We do this is 3 steps. First, we send the tokens wanted to the user that initiated the offer. We then transfer the escrowed tokens to the user accepting the offer. Then, as with the last snipped, we're closing the escrow account since it no longer required.

Airdropping

The other way the application uses PDA is with airdropping. In this case, we want to allow users to self-mint (airdrop) a limited amount of something we own (the tokens). In those cases, the PDA has the authority to sign the minting of new tokens on our behalf.

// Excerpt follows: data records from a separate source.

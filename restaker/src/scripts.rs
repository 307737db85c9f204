//! Script expressions evaluated inside pages
//!
//! Each function returns a self-contained expression. String arguments are
//! embedded as JSON literals so selectors and values cannot break out of the
//! script.

fn literal(value: &str) -> String {
    serde_json::Value::String(value.to_string()).to_string()
}

/// Text of the first `tag` element inside the first element with `class`, or
/// `null` when either is missing.
pub fn countdown_text(class: &str, tag: &str) -> String {
    format!(
        "(() => {{ const el = document.getElementsByClassName({class}).item(0); \
         if (!el) return null; \
         const inner = el.getElementsByTagName({tag}).item(0); \
         return inner ? inner.innerText : null; }})()",
        class = literal(class),
        tag = literal(tag),
    )
}

/// Whether the control matched by `selector` is disabled, or `null` when absent.
pub fn is_disabled(selector: &str) -> String {
    format!(
        "(() => {{ const el = document.querySelector({sel}); \
         if (!el) return null; \
         return el.disabled === true \
           || el.getAttribute('aria-disabled') === 'true' \
           || el.classList.contains('Mui-disabled'); }})()",
        sel = literal(selector),
    )
}

/// `{ found, visible }` for the element matched by `selector`.
pub fn selector_state(selector: &str) -> String {
    format!(
        "(() => {{ const el = document.querySelector({sel}); \
         if (!el) return {{ found: false, visible: false }}; \
         const style = window.getComputedStyle(el); \
         const rect = el.getBoundingClientRect(); \
         const visible = style.visibility !== 'hidden' && style.display !== 'none' \
           && rect.width > 0 && rect.height > 0; \
         return {{ found: true, visible }}; }})()",
        sel = literal(selector),
    )
}

/// Scroll the element into view and return the viewport coordinates of its
/// centre, or `null` when absent.
pub fn element_center(selector: &str) -> String {
    format!(
        "(() => {{ const el = document.querySelector({sel}); \
         if (!el) return null; \
         el.scrollIntoView({{ block: 'center', inline: 'center' }}); \
         const rect = el.getBoundingClientRect(); \
         return {{ x: rect.left + rect.width / 2, y: rect.top + rect.height / 2 }}; }})()",
        sel = literal(selector),
    )
}

/// Focus the input matched by `selector` and select its content so the next
/// typed text replaces it. Returns false when absent.
pub fn focus_and_select(selector: &str) -> String {
    format!(
        "(() => {{ const el = document.querySelector({sel}); \
         if (!el) return false; \
         el.focus(); \
         if (typeof el.select === 'function') el.select(); \
         return true; }})()",
        sel = literal(selector),
    )
}

/// Click the first element under `container` whose trimmed text equals
/// `text`. Returns whether one was clicked.
pub fn click_by_text(container: &str, text: &str) -> String {
    format!(
        "(() => {{ const wanted = {text}; \
         for (const el of document.querySelectorAll({sel})) {{ \
           if (el.innerText && el.innerText.trim() === wanted) {{ el.click(); return true; }} \
         }} \
         return false; }})()",
        sel = literal(container),
        text = literal(text),
    )
}

pub const READY_STATE: &str = "document.readyState";

pub const LOCATION_HREF: &str = "location.href";

#[cfg(test)]
mod tests {
    use super::*;

    #[test]
    fn test_arguments_are_escaped() {
        let script = is_disabled(r#"button[data-x="a"]"#);
        assert!(script.contains(r#""button[data-x=\"a\"]""#));

        let script = click_by_text(".item", "it's \"quoted\"");
        assert!(script.contains(r#""it's \"quoted\"""#));
    }

    #[test]
    fn test_countdown_script_targets_class_and_tag() {
        let script = countdown_text("rebase-timer", "strong");
        assert!(script.contains(r#"getElementsByClassName("rebase-timer")"#));
        assert!(script.contains(r#"getElementsByTagName("strong")"#));
    }
}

Same as before, we're using the findProgramAddress to get a PDA:

1const cowSeed = Buffer.from(anchor.utils.bytes.utf8.encode("cow-mint-faucet"));
2 const pigSeed = Buffer.from(anchor.utils.bytes.utf8.encode("pig-mint-faucet"));
3
4 const [cowMintPda, cowMintPdaBump] = await anchor.web3.PublicKey.findProgramAddress(
5 [cowSeed],
6 program.programId);
7
8 const [pigMintPda, pigMintPdaBump] = await anchor.web3.PublicKey.findProgramAddress(
9 [pigSeed],
10 program.programId);

The airdrop code simplifies to this:

1anchor_spl::token::mint_to(
2 CpiContext::new_with_signer(
3 ctx.accounts.token_program.to_account_info(),
4 anchor_spl::token::MintTo {
5 mint: ctx.accounts.mint.to_account_info(),
6 to: ctx.accounts.destination.to_account_info(),
7 authority: ctx.accounts.mint.to_account_info(),
8 },
9 &[&[&mint_seed, &[mint_bump]]],
10 ),
11 amount,
12 )?;

Same as before, the most important thing to notice here is that the PDA itself has the authority to sign off transactions.

Putting all together.

There's a demo app deployed here. Both devnet and testnet have the app deployed. You can use the selector on the page to change between the two (if you do, remember to change what network you're pointing in your walled).

You can airdrop some SOL if you don't have any. Furthermore, you can airdrop some farm animals to start trading.

Note: Every 20 seconds, I'm pulling to an off-chain db to display the full list of offers available to all users.

Final thoughts.

This was another fun experiment with Solana. I wanted to keep everything on chain but ended up having an off-chain DB with all offers created to make them available to all users. I'll explore putting all the offers on-chain.